Police identified the suspect as 18-year-old Tony Robinson and said he was inside the bathroom with his grandmother, 57-year-old Tracey Thornton. Senior Cpl. Caleb McCollum pushed through the bathroom door, and gunfire erupted almost immediately, police said. Comeaux said one officer was hit in the vest and was expected to be OK. Two civilians were shot and taken to a hospital, officials said, with one undergoing surgery soon after the shooting and the other listed in stable condition at that time.

Investigators said about 10 people were inside the apartment when the disturbance began, and they believed the two people at the center of the confrontation were related.
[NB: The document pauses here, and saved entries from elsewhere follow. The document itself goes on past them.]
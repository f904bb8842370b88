//! Language-neutral view of the declarations a host compiler exposes to the
//! processor. Front-ends translate their symbols into these types, either
//! directly through [`Resolver`] or by dumping a JSON symbol table that
//! [`MemoryResolver`] loads.

mod resolver;

pub use resolver::*;

use destinations_schema::types::{Importable, TypeInfo};
use serde::{Deserialize, Serialize};
use std::collections::BTreeMap;

///
/// DeclarationKind
///

#[derive(Clone, Copy, Debug, Deserialize, Eq, PartialEq, Serialize)]
#[serde(rename_all = "snake_case")]
#[remain::sorted]
pub enum DeclarationKind {
    AnnotationClass,
    Class,
    Enum,
    Function,
    Interface,
    Object,
    Property,
    TypeAlias,
}

///
/// TypeRef
///
/// A type use site: qualified name, nullability and type arguments.
///

#[derive(Clone, Debug, Deserialize, Eq, PartialEq, Serialize)]
pub struct TypeRef {
    pub qualified_name: String,

    #[serde(default)]
    pub nullable: bool,

    #[serde(default, skip_serializing_if = "Vec::is_empty")]
    pub arguments: Vec<Self>,
}

impl TypeRef {
    #[must_use]
    pub fn new(qualified_name: impl Into<String>) -> Self {
        Self {
            qualified_name: qualified_name.into(),
            nullable: false,
            arguments: Vec::new(),
        }
    }

    #[must_use]
    pub const fn nullable(mut self) -> Self {
        self.nullable = true;
        self
    }

    #[must_use]
    pub fn with_arguments(mut self, arguments: Vec<Self>) -> Self {
        self.arguments = arguments;
        self
    }

    #[must_use]
    pub fn importable(&self) -> Importable {
        Importable::from_qualified(&self.qualified_name)
    }

    #[must_use]
    pub fn type_info(&self) -> TypeInfo {
        TypeInfo::new(self.importable(), self.nullable)
            .with_arguments(self.arguments.iter().map(Self::type_info).collect())
    }
}

///
/// AnnotationValue
///

#[derive(Clone, Debug, Deserialize, PartialEq, Serialize)]
#[serde(tag = "kind", content = "value", rename_all = "snake_case")]
pub enum AnnotationValue {
    Bool(bool),
    Int(i64),
    String(String),

    /// A class literal, e.g. `Foo::class`.
    Type(TypeRef),

    /// Qualified enum entry.
    Enum(String),
    Annotation(Annotation),
    Array(Vec<Self>),
}

impl AnnotationValue {
    #[must_use]
    pub const fn as_bool(&self) -> Option<bool> {
        match self {
            Self::Bool(v) => Some(*v),
            _ => None,
        }
    }

    #[must_use]
    pub fn as_str(&self) -> Option<&str> {
        match self {
            Self::String(v) => Some(v),
            _ => None,
        }
    }

    #[must_use]
    pub const fn as_type(&self) -> Option<&TypeRef> {
        match self {
            Self::Type(v) => Some(v),
            _ => None,
        }
    }

    #[must_use]
    pub const fn as_annotation(&self) -> Option<&Annotation> {
        match self {
            Self::Annotation(v) => Some(v),
            _ => None,
        }
    }

    /// Array elements; a single value reads as a one-element array.
    #[must_use]
    pub fn as_slice(&self) -> &[Self] {
        match self {
            Self::Array(values) => values,
            other => std::slice::from_ref(other),
        }
    }
}

///
/// Annotation
///
/// One annotation instance. Only explicitly written arguments are present;
/// absent arguments take the annotation's declared defaults.
///

#[derive(Clone, Debug, Deserialize, PartialEq, Serialize)]
pub struct Annotation {
    /// Qualified name of the annotation class.
    #[serde(rename = "type")]
    pub ty: String,

    #[serde(default, skip_serializing_if = "Vec::is_empty")]
    pub type_arguments: Vec<TypeRef>,

    #[serde(default, skip_serializing_if = "BTreeMap::is_empty")]
    pub arguments: BTreeMap<String, AnnotationValue>,
}

impl Annotation {
    #[must_use]
    pub fn new(ty: impl Into<String>) -> Self {
        Self {
            ty: ty.into(),
            type_arguments: Vec::new(),
            arguments: BTreeMap::new(),
        }
    }

    #[must_use]
    pub fn with_type_argument(mut self, ty: TypeRef) -> Self {
        self.type_arguments.push(ty);
        self
    }

    #[must_use]
    pub fn with_argument(mut self, name: impl Into<String>, value: AnnotationValue) -> Self {
        self.arguments.insert(name.into(), value);
        self
    }

    #[must_use]
    pub fn argument(&self, name: &str) -> Option<&AnnotationValue> {
        self.arguments.get(name)
    }

    #[must_use]
    pub fn simple_name(&self) -> &str {
        self.ty.rsplit_once('.').map_or(self.ty.as_str(), |(_, simple)| simple)
    }
}

///
/// Parameter
///

#[derive(Clone, Debug, Deserialize, Eq, PartialEq, Serialize)]
pub struct Parameter {
    pub name: String,

    #[serde(rename = "type")]
    pub ty: TypeRef,

    /// Kotlin source of the default value, when one is declared.
    #[serde(default, skip_serializing_if = "Option::is_none")]
    pub default_value: Option<String>,
}

///
/// Declaration
///

#[derive(Clone, Debug, Deserialize, PartialEq, Serialize)]
pub struct Declaration {
    pub qualified_name: String,
    pub kind: DeclarationKind,

    #[serde(default)]
    pub annotations: Vec<Annotation>,

    /// Function parameters or primary constructor parameters.
    #[serde(default)]
    pub parameters: Vec<Parameter>,

    /// Direct supertypes.
    #[serde(default)]
    pub supertypes: Vec<TypeRef>,

    /// Target of a type alias.
    #[serde(default, skip_serializing_if = "Option::is_none")]
    pub aliased: Option<TypeRef>,

    /// Identifier of the source file the declaration lives in.
    #[serde(default, skip_serializing_if = "Option::is_none")]
    pub source_id: Option<String>,
}

impl Declaration {
    #[must_use]
    pub fn new(qualified_name: impl Into<String>, kind: DeclarationKind) -> Self {
        Self {
            qualified_name: qualified_name.into(),
            kind,
            annotations: Vec::new(),
            parameters: Vec::new(),
            supertypes: Vec::new(),
            aliased: None,
            source_id: None,
        }
    }

    #[must_use]
    pub fn simple_name(&self) -> &str {
        self.qualified_name
            .rsplit_once('.')
            .map_or(self.qualified_name.as_str(), |(_, simple)| simple)
    }

    #[must_use]
    pub fn package_name(&self) -> &str {
        self.qualified_name
            .rsplit_once('.')
            .map_or("", |(package, _)| package)
    }

    #[must_use]
    pub fn importable(&self) -> Importable {
        Importable::from_qualified(&self.qualified_name)
    }

    /// Annotations of the given class, in declaration order.
    pub fn annotations_of<'a>(&'a self, ty: &'a str) -> impl Iterator<Item = &'a Annotation> + 'a {
        self.annotations.iter().filter(move |a| a.ty == ty)
    }

    #[must_use]
    pub fn annotation(&self, ty: &str) -> Option<&Annotation> {
        self.annotations.iter().find(|a| a.ty == ty)
    }

    #[must_use]
    pub fn source_ids(&self) -> Vec<String> {
        self.source_id.iter().cloned().collect()
    }
}
use crate::{
    FileBuilder, GeneratedFile, KOTLIN_EXTENSION, core_type,
    writer::{KotlinFile, string_literal},
};
use destinations_schema::node::{
    ActivityInfo, DeepLink, DestinationInfo, DestinationKind, NavArgument, ResultSender,
};

// generate
pub(crate) fn generate(builder: &FileBuilder<'_>, dest: &DestinationInfo) -> GeneratedFile {
    let package = builder.sub_package("destinations");
    let mut file = KotlinFile::new(&package);

    let spec = match &dest.kind {
        DestinationKind::Composable => file.import(&core_type("spec.DestinationSpec")),
        DestinationKind::Activity(_) => file.import(&core_type("spec.ActivityDestinationSpec")),
    };

    file.open(format!("public object {} : {spec}", dest.name));
    file.blank();
    file.line(format!(
        "override val baseRoute: String = {}",
        string_literal(&dest.base_route)
    ));
    file.blank();
    file.line(format!(
        "override val route: String = {}",
        string_literal(&dest.route_template())
    ));

    if !dest.arguments.is_empty() {
        file.blank();
        arguments(builder, &mut file, &dest.arguments);
    }
    if !dest.deep_links.is_empty() {
        file.blank();
        deep_links(&mut file, dest);
    }
    if let DestinationKind::Activity(info) = &dest.kind {
        file.blank();
        activity(&mut file, dest, info);
    }
    if let Some(sender) = &dest.result_sender {
        file.blank();
        result(builder, &mut file, sender);
    }

    file.blank();
    invoke(builder, &mut file, dest);

    if !dest.arguments.is_empty() {
        file.blank();
        nav_args(builder, &mut file, dest);
    }

    file.close("");

    GeneratedFile {
        name: dest.name.clone(),
        package_name: package,
        extension: KOTLIN_EXTENSION.to_string(),
        source_ids: dest.source_ids.clone(),
        content: file.finish(),
    }
}

fn nav_type_name(builder: &FileBuilder<'_>, file: &mut KotlinFile, arg: &NavArgument) -> String {
    file.import(&arg.nav_type.reference(builder.package()))
}

fn arguments(builder: &FileBuilder<'_>, file: &mut KotlinFile, args: &[NavArgument]) {
    let named = file.import_qualified("androidx.navigation.NamedNavArgument");
    let nav_argument = file.import_qualified("androidx.navigation.navArgument");

    file.line(format!("override val arguments: List<{named}> get() = listOf("));
    file.indent();
    for arg in args {
        let nav_type = nav_type_name(builder, file, arg);
        file.open(format!("{nav_argument}({})", string_literal(&arg.name)));
        file.line(format!("type = {nav_type}"));
        if arg.is_nullable() {
            file.line("nullable = true");
        }
        match &arg.default_value {
            Some(default) => file.line(format!("defaultValue = {default}")),
            None if arg.is_nullable() => file.line("defaultValue = null"),
            None => {}
        }
        file.close(",");
    }
    file.dedent();
    file.line(")");
}

fn deep_links(file: &mut KotlinFile, dest: &DestinationInfo) {
    let deep_link = file.import_qualified("androidx.navigation.NavDeepLink");
    let dsl = file.import_qualified("androidx.navigation.navDeepLink");
    let route = dest.route_template();

    file.line(format!("override val deepLinks: List<{deep_link}> get() = listOf("));
    file.indent();
    for link in &dest.deep_links {
        deep_link_entry(file, &dsl, link, &route);
    }
    file.dedent();
    file.line(")");
}

fn deep_link_entry(file: &mut KotlinFile, dsl: &str, link: &DeepLink, route: &str) {
    file.open(dsl);
    file.line(format!(
        "uriPattern = {}",
        string_literal(&link.resolved_pattern(route))
    ));
    if let Some(action) = &link.action {
        file.line(format!("action = {}", string_literal(action)));
    }
    if let Some(mime_type) = &link.mime_type {
        file.line(format!("mimeType = {}", string_literal(mime_type)));
    }
    file.close(",");
}

fn optional_literal(value: Option<&str>) -> String {
    value.map_or_else(|| "null".to_string(), string_literal)
}

fn activity(file: &mut KotlinFile, dest: &DestinationInfo, info: &ActivityInfo) {
    let activity = file.import_qualified("android.app.Activity");
    let target = file.import(&dest.target);

    file.line(format!(
        "override val activityClass: Class<out {activity}> = {target}::class.java"
    ));
    file.line(format!(
        "override val targetPackage: String? = {}",
        optional_literal(info.target_package.as_deref())
    ));
    file.line(format!(
        "override val action: String? = {}",
        optional_literal(info.action.as_deref())
    ));
    file.line(format!(
        "override val dataUri: String? = {}",
        optional_literal(info.data_uri.as_deref())
    ));
    file.line(format!(
        "override val dataType: String? = {}",
        optional_literal(info.data_type.as_deref())
    ));
}

fn result(builder: &FileBuilder<'_>, file: &mut KotlinFile, sender: &ResultSender) {
    for importable in sender.result_type.importables() {
        file.import(importable);
    }
    let nav_type = file.import(&sender.nav_type.reference(builder.package()));
    let result_type = sender.result_type.simple_code();

    file.line(format!(
        "public val resultType: Class<*> = {}::class.java",
        sender.result_type.importable.simple_name
    ));
    file.line(format!(
        "public val resultNavType: DestinationsNavType<{result_type}> = {nav_type}"
    ));
    file.import(&core_type("navargs.DestinationsNavType"));
    file.line(format!(
        "public const val isResultNullable: Boolean = {}",
        sender.result_type.is_nullable
    ));
}

// invoke builds a concrete Direction; every optional argument is always
// serialized so the receiving side sees explicit values
fn invoke(builder: &FileBuilder<'_>, file: &mut KotlinFile, dest: &DestinationInfo) {
    let direction = file.import(&core_type("spec.Direction"));

    if dest.arguments.is_empty() {
        file.line(format!(
            "public operator fun invoke(): {direction} = {direction}(baseRoute)"
        ));
        return;
    }

    file.line("public operator fun invoke(");
    file.indent();
    for arg in &dest.arguments {
        for importable in arg.ty.importables() {
            file.import(importable);
        }
        let ty = arg.ty.simple_code();
        match &arg.default_value {
            Some(default) => file.line(format!("{}: {ty} = {default},", arg.name)),
            None if arg.is_nullable() => file.line(format!("{}: {ty} = null,", arg.name)),
            None => file.line(format!("{}: {ty},", arg.name)),
        }
    }
    file.dedent();
    file.open(format!("): {direction}"));
    file.line(format!("return {direction}("));
    file.indent();
    file.line("baseRoute +");
    file.indent();

    let mandatory = dest.arguments.iter().filter(|a| a.is_mandatory());
    let optional = dest.arguments.iter().filter(|a| !a.is_mandatory());
    let mut parts = Vec::new();
    for arg in mandatory {
        let nav_type = nav_type_name(builder, file, arg);
        parts.push(format!("\"/${{{nav_type}.serializeValue({})}}\"", arg.name));
    }
    for (i, arg) in optional.enumerate() {
        let nav_type = nav_type_name(builder, file, arg);
        let sep = if i == 0 { '?' } else { '&' };
        parts.push(format!(
            "\"{sep}{0}=${{{nav_type}.serializeValue({0})}}\"",
            arg.name
        ));
    }
    let last = parts.len().saturating_sub(1);
    for (i, part) in parts.iter().enumerate() {
        if i == last {
            file.line(part);
        } else {
            file.line(format!("{part} +"));
        }
    }

    file.dedent();
    file.dedent();
    file.line(")");
    file.close("");
}

fn nav_args(builder: &FileBuilder<'_>, file: &mut KotlinFile, dest: &DestinationInfo) {
    let handle = file.import_qualified("androidx.lifecycle.SavedStateHandle");

    let args_class = if let Some(class) = &dest.nav_args_class {
        file.import(class)
    } else {
        file.line("public data class NavArgs(");
        file.indent();
        for arg in &dest.arguments {
            file.line(format!("val {}: {},", arg.name, arg.ty.simple_code()));
        }
        file.dedent();
        file.line(")");
        file.blank();
        "NavArgs".to_string()
    };

    file.open(format!(
        "public fun argsFrom(savedStateHandle: {handle}): {args_class}"
    ));
    file.line(format!("return {args_class}("));
    file.indent();
    for arg in &dest.arguments {
        let nav_type = nav_type_name(builder, file, arg);
        let read = format!(
            "{nav_type}.get(savedStateHandle, {})",
            string_literal(&arg.name)
        );
        let value = match &arg.default_value {
            _ if arg.is_nullable() => read,
            Some(default) => format!("{read} ?: {default}"),
            None => format!(
                "{read} ?: error({})",
                string_literal(&format!(
                    "'{}' argument is mandatory, but was not present!",
                    arg.name
                ))
            ),
        };
        file.line(format!("{} = {value},", arg.name));
    }
    file.dedent();
    file.line(")");
    file.close("");
}
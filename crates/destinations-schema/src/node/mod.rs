mod argument;
mod deep_link;
mod destination;
mod nav_graph;
mod serializer;
mod sub_module;

pub use argument::*;
pub use deep_link::*;
pub use destination::*;
pub use nav_graph::*;
pub use serializer::*;
pub use sub_module::*;

use crate::types::Importable;
use serde::{Deserialize, Serialize};
use std::collections::{BTreeMap, BTreeSet};

///
/// NavModel
///
/// Everything the code generator consumes for one processing pass.
/// Collections are kept in a canonical order so generation is repeatable.
///

#[derive(Clone, Debug, Default, Deserialize, Eq, PartialEq, Serialize)]
pub struct NavModel {
    pub destinations: Vec<DestinationInfo>,
    pub nav_graphs: Vec<NavGraphInfo>,
    pub serializers: Vec<NavTypeSerializer>,
    pub sub_modules: Vec<SubModuleInfo>,
}

impl NavModel {
    /// Build a model with canonical ordering applied.
    #[must_use]
    pub fn new(
        destinations: Vec<DestinationInfo>,
        nav_graphs: Vec<NavGraphInfo>,
        serializers: Vec<NavTypeSerializer>,
        sub_modules: Vec<SubModuleInfo>,
    ) -> Self {
        let mut model = Self {
            destinations,
            nav_graphs,
            serializers,
            sub_modules,
        };
        model.sort();

        model
    }

    fn sort(&mut self) {
        self.destinations.sort_by(|a, b| a.name.cmp(&b.name));
        self.nav_graphs.sort_by(|a, b| a.route.cmp(&b.route));
        self.serializers
            .sort_by(|a, b| a.generic_type.cmp(&b.generic_type));
        self.sub_modules
            .sort_by(|a, b| a.gen_package_name.cmp(&b.gen_package_name));
    }

    #[must_use]
    pub fn is_empty(&self) -> bool {
        self.destinations.is_empty() && self.nav_graphs.is_empty()
    }

    #[must_use]
    pub fn graph(&self, ty: &Importable) -> Option<&NavGraphInfo> {
        self.nav_graphs.iter().find(|g| &g.ty == ty)
    }

    #[must_use]
    pub fn destination(&self, name: &str) -> Option<&DestinationInfo> {
        self.destinations.iter().find(|d| d.name == name)
    }

    pub fn destinations_of<'a>(
        &'a self,
        graph: &'a Importable,
    ) -> impl Iterator<Item = &'a DestinationInfo> + 'a {
        self.destinations.iter().filter(move |d| &d.nav_graph == graph)
    }

    pub fn nested_graphs_of<'a>(
        &'a self,
        graph: &'a Importable,
    ) -> impl Iterator<Item = &'a NavGraphInfo> + 'a {
        self.nav_graphs
            .iter()
            .filter(move |g| g.parent.as_ref() == Some(graph))
    }

    pub fn top_level_graphs(&self) -> impl Iterator<Item = &NavGraphInfo> {
        self.nav_graphs.iter().filter(|g| g.parent.is_none())
    }

    /// Graphs ordered children-first, so each graph follows every graph it
    /// nests. Graphs caught in a parent cycle are left out.
    #[must_use]
    pub fn graphs_children_first(&self) -> Vec<&NavGraphInfo> {
        let mut ordered = Vec::new();
        let mut done = BTreeSet::new();

        for root in self.top_level_graphs() {
            self.push_children_first(root, &mut done, &mut ordered);
        }

        ordered
    }

    fn push_children_first<'a>(
        &'a self,
        graph: &'a NavGraphInfo,
        done: &mut BTreeSet<&'a str>,
        ordered: &mut Vec<&'a NavGraphInfo>,
    ) {
        if !done.insert(graph.ty.qualified_name.as_str()) {
            return;
        }
        for child in self.nested_graphs_of(&graph.ty) {
            self.push_children_first(child, done, ordered);
        }
        ordered.push(graph);
    }

    /// Every nav type that needs a generated nav type file, one entry per
    /// value type, ordered by that type. Each entry carries the source ids of
    /// the destinations using it and of its serializer, if any.
    #[must_use]
    pub fn generated_nav_types(&self) -> Vec<GeneratedNavType<'_>> {
        let mut by_type: BTreeMap<&Importable, GeneratedNavType<'_>> = BTreeMap::new();

        for dest in &self.destinations {
            let used = dest
                .arguments
                .iter()
                .map(|a| &a.nav_type)
                .chain(dest.result_sender.as_ref().map(|r| &r.nav_type));

            for nav_type in used {
                let (base, as_list) = match nav_type {
                    NavType::List(inner) => (inner.as_ref(), true),
                    other => (other, false),
                };
                let Some(ty) = base.generated_for() else {
                    continue;
                };
                let entry = by_type.entry(ty).or_insert_with(|| GeneratedNavType {
                    nav_type: base,
                    as_list: false,
                    source_ids: BTreeSet::new(),
                });
                entry.as_list |= as_list;
                entry.source_ids.extend(dest.source_ids.iter().map(String::as_str));
                if let NavType::Custom(serializer) = base {
                    entry
                        .source_ids
                        .extend(serializer.source_ids.iter().map(String::as_str));
                }
            }
        }

        by_type.into_values().collect()
    }

    /// Originating source ids of the whole model, sorted and deduped.
    #[must_use]
    pub fn all_source_ids(&self) -> Vec<String> {
        let ids: BTreeSet<_> = self
            .destinations
            .iter()
            .flat_map(|d| d.source_ids.iter())
            .chain(self.nav_graphs.iter().flat_map(|g| g.source_ids.iter()))
            .cloned()
            .collect();

        ids.into_iter().collect()
    }
}

///
/// GeneratedNavType
///

#[derive(Clone, Debug)]
pub struct GeneratedNavType<'a> {
    pub nav_type: &'a NavType,

    /// Also used as a list element.
    pub as_list: bool,

    pub source_ids: BTreeSet<&'a str>,
}
use crate::{
    context::ProcessContext,
    markers,
    symbol::{Annotation, AnnotationValue, Declaration, DeclarationKind, TypeRef},
};
use destinations_schema::error::NavError;

///
/// DestinationPath
///
/// The chain of destination annotations leading to one concrete target.
/// `annotations[0]` is the marker itself; each following entry is the
/// annotation class instance one level further out, ending with the
/// annotation written on the target.
///

#[derive(Clone, Debug, PartialEq)]
pub struct DestinationPath {
    pub annotations: Vec<Annotation>,
    pub target: Declaration,
}

impl DestinationPath {
    /// An argument as seen by the target: the outermost annotation that sets
    /// it wins.
    #[must_use]
    pub fn argument(&self, name: &str) -> Option<&AnnotationValue> {
        self.annotations
            .iter()
            .rev()
            .find_map(|annotation| annotation.argument(name))
    }

    #[must_use]
    pub fn bool_argument(&self, name: &str) -> bool {
        self.argument(name)
            .and_then(AnnotationValue::as_bool)
            .unwrap_or(false)
    }

    /// Non-empty string argument.
    #[must_use]
    pub fn str_argument(&self, name: &str) -> Option<&str> {
        self.argument(name)
            .and_then(AnnotationValue::as_str)
            .filter(|s| !s.is_empty())
    }

    /// Class literal argument, ignoring the `Nothing::class` placeholder.
    #[must_use]
    pub fn type_argument(&self, name: &str) -> Option<&TypeRef> {
        self.argument(name)
            .and_then(AnnotationValue::as_type)
            .filter(|ty| ty.qualified_name != markers::NOTHING)
    }

    /// Graph named by the marker's type argument, e.g. `@Destination<MainGraph>`.
    #[must_use]
    pub fn graph_type(&self) -> Option<&TypeRef> {
        self.annotations
            .first()
            .and_then(|marker| marker.type_arguments.first())
            .or_else(|| self.type_argument("navGraph"))
    }

    #[must_use]
    pub fn depth(&self) -> usize {
        self.annotations.len()
    }
}

/// Paths to every composable function marked as a destination.
pub fn composable_paths(ctx: &ProcessContext<'_>) -> Result<Vec<DestinationPath>, NavError> {
    PathBuilder::new(ctx, DeclarationKind::Function).collect(markers::DESTINATION)
}

/// Paths to every activity class marked as a destination, either flavour.
pub fn activity_paths(ctx: &ProcessContext<'_>) -> Result<Vec<DestinationPath>, NavError> {
    let mut paths = Vec::new();
    for marker in [markers::JAVA_ACTIVITY_DESTINATION, markers::ACTIVITY_DESTINATION] {
        paths.extend(PathBuilder::new(ctx, DeclarationKind::Class).collect(marker)?);
    }

    Ok(paths)
}

///
/// PathBuilder
///
/// Recursive walk from a marker annotation through annotation classes
/// that carry it. `visiting` holds the markers of the current chain.
///

struct PathBuilder<'a> {
    ctx: &'a ProcessContext<'a>,
    terminal: DeclarationKind,
    visiting: Vec<String>,
}

impl<'a> PathBuilder<'a> {
    const fn new(ctx: &'a ProcessContext<'a>, terminal: DeclarationKind) -> Self {
        Self {
            ctx,
            terminal,
            visiting: Vec::new(),
        }
    }

    fn collect(&mut self, marker: &str) -> Result<Vec<DestinationPath>, NavError> {
        self.walk(marker, &[])
    }

    fn walk(&mut self, marker: &str, outer: &[Annotation]) -> Result<Vec<DestinationPath>, NavError> {
        if self.visiting.iter().any(|m| m == marker) {
            return Err(NavError::setup(
                marker,
                format!(
                    "annotation class is part of a destination annotation cycle: {} -> {marker}",
                    self.visiting.join(" -> ")
                ),
            ));
        }
        self.visiting.push(marker.to_string());

        let annotated: Vec<Declaration> = self
            .ctx
            .resolver
            .declarations_annotated_with(marker)
            .collect();

        let mut paths = Vec::new();
        for decl in annotated {
            match decl.kind {
                DeclarationKind::AnnotationClass => {
                    let Some(annotation) = decl.annotation(marker) else {
                        return Err(NavError::setup(
                            &decl.qualified_name,
                            format!("annotation class does not carry '{marker}'"),
                        ));
                    };
                    let mut chain = outer.to_vec();
                    chain.push(annotation.clone());
                    self.ctx.logger.debug(&format!(
                        "following destination annotation class '{}'",
                        decl.qualified_name
                    ));
                    paths.extend(self.walk(&decl.qualified_name, &chain)?);
                }
                kind if kind == self.terminal => {
                    for annotation in decl.annotations_of(marker) {
                        let mut annotations = outer.to_vec();
                        annotations.push(annotation.clone());
                        paths.push(DestinationPath {
                            annotations,
                            target: decl.clone(),
                        });
                    }
                }
                _ => {}
            }
        }

        self.visiting.pop();

        Ok(paths)
    }
}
Deputy Chief William Griffith said investigators were not able to say with certainty whether officers or Robinson fired first. Police said video shows an arm extending from the bathroom doorway with a handgun pointed into the hallway where an officer stood. In the footage, the exchange lasts only moments before the hallway fills with shouted commands and calls for medical help.

Comeaux said the firearm Robinson allegedly used was a Glock pistol equipped with an extended magazine and an aftermarket “switch,” a small device that can allow a pistol to fire repeatedly with a single trigger pull. Police said the device is generally illegal to possess without the required federal licensing and registration, and officials said federal authorities were reviewing the weapon. Comeaux said that after the shooting, the magazine still held 29 rounds. Officers at the scene called for paramedics while rendering aid, and police video shows an officer pressing a hand to Thornton’s wounds as she sat on the floor and asked if she was bleeding.

Thornton told reporters in interviews broadcast by local media that she believed her grandson was in a mental health crisis before police arrived and that she went into the bathroom with him to try to keep him from harming anyone. Police said there was no indication in the initial 911 call that the incident was a mental health crisis, and Comeaux said officers responded as they would to a report of an armed person threatening others. He said investigators would still review whether mental health played a role in the events leading up to the gunfire.

Police said Thornton was hit multiple times in one arm, and investigators believed she was struck during the initial exchange near the bathroom doorway rather than later as she moved into the apartment. In the video, police said, Thornton is seen leaving the bathroom as shots ring out, then moving across the hall. Officials said she was holding an object police identified as pepper spray, and investigators said she told them she thought she might have needed it to protect herself. Comeaux said the encounter was “very fast” and “very fluid,” and he said it was fortunate that rounds did not strike other officers or bystanders inside the apartment.

Two officers fired their service weapons, police said, and were placed on administrative leave under standard department procedure. Police identified the other officer who fired as Officer Tavion Bozeman. McCollum has been with the Dallas Police Department since January 2020, and Bozeman joined in January 2025, according to information released during the department briefing. Investigators said they collected evidence from the apartment, reviewed the 911 call and prior calls to the location, and continued interviewing witnesses who were inside the unit.

Comeaux said Robinson would be charged with aggravated assault of a public servant once he is released from the hospital, and he said additional charges were possible depending on the outcome of the investigation and the review of the modified handgun. Officials did not announce a timetable for when the case file will be completed, and they said key questions remained under review, including the precise sequence of shots in the bathroom doorway and how Thornton was positioned when she was hit.

As of Sunday, police said the investigation remained open and that Robinson’s expected charge would be filed after he is medically cleared for booking. The next milestone, officials said, will be the completion of the department’s investigative findings and any additional charging decisions tied to the firearm modification.

Author note: Last updated February 9, 2026.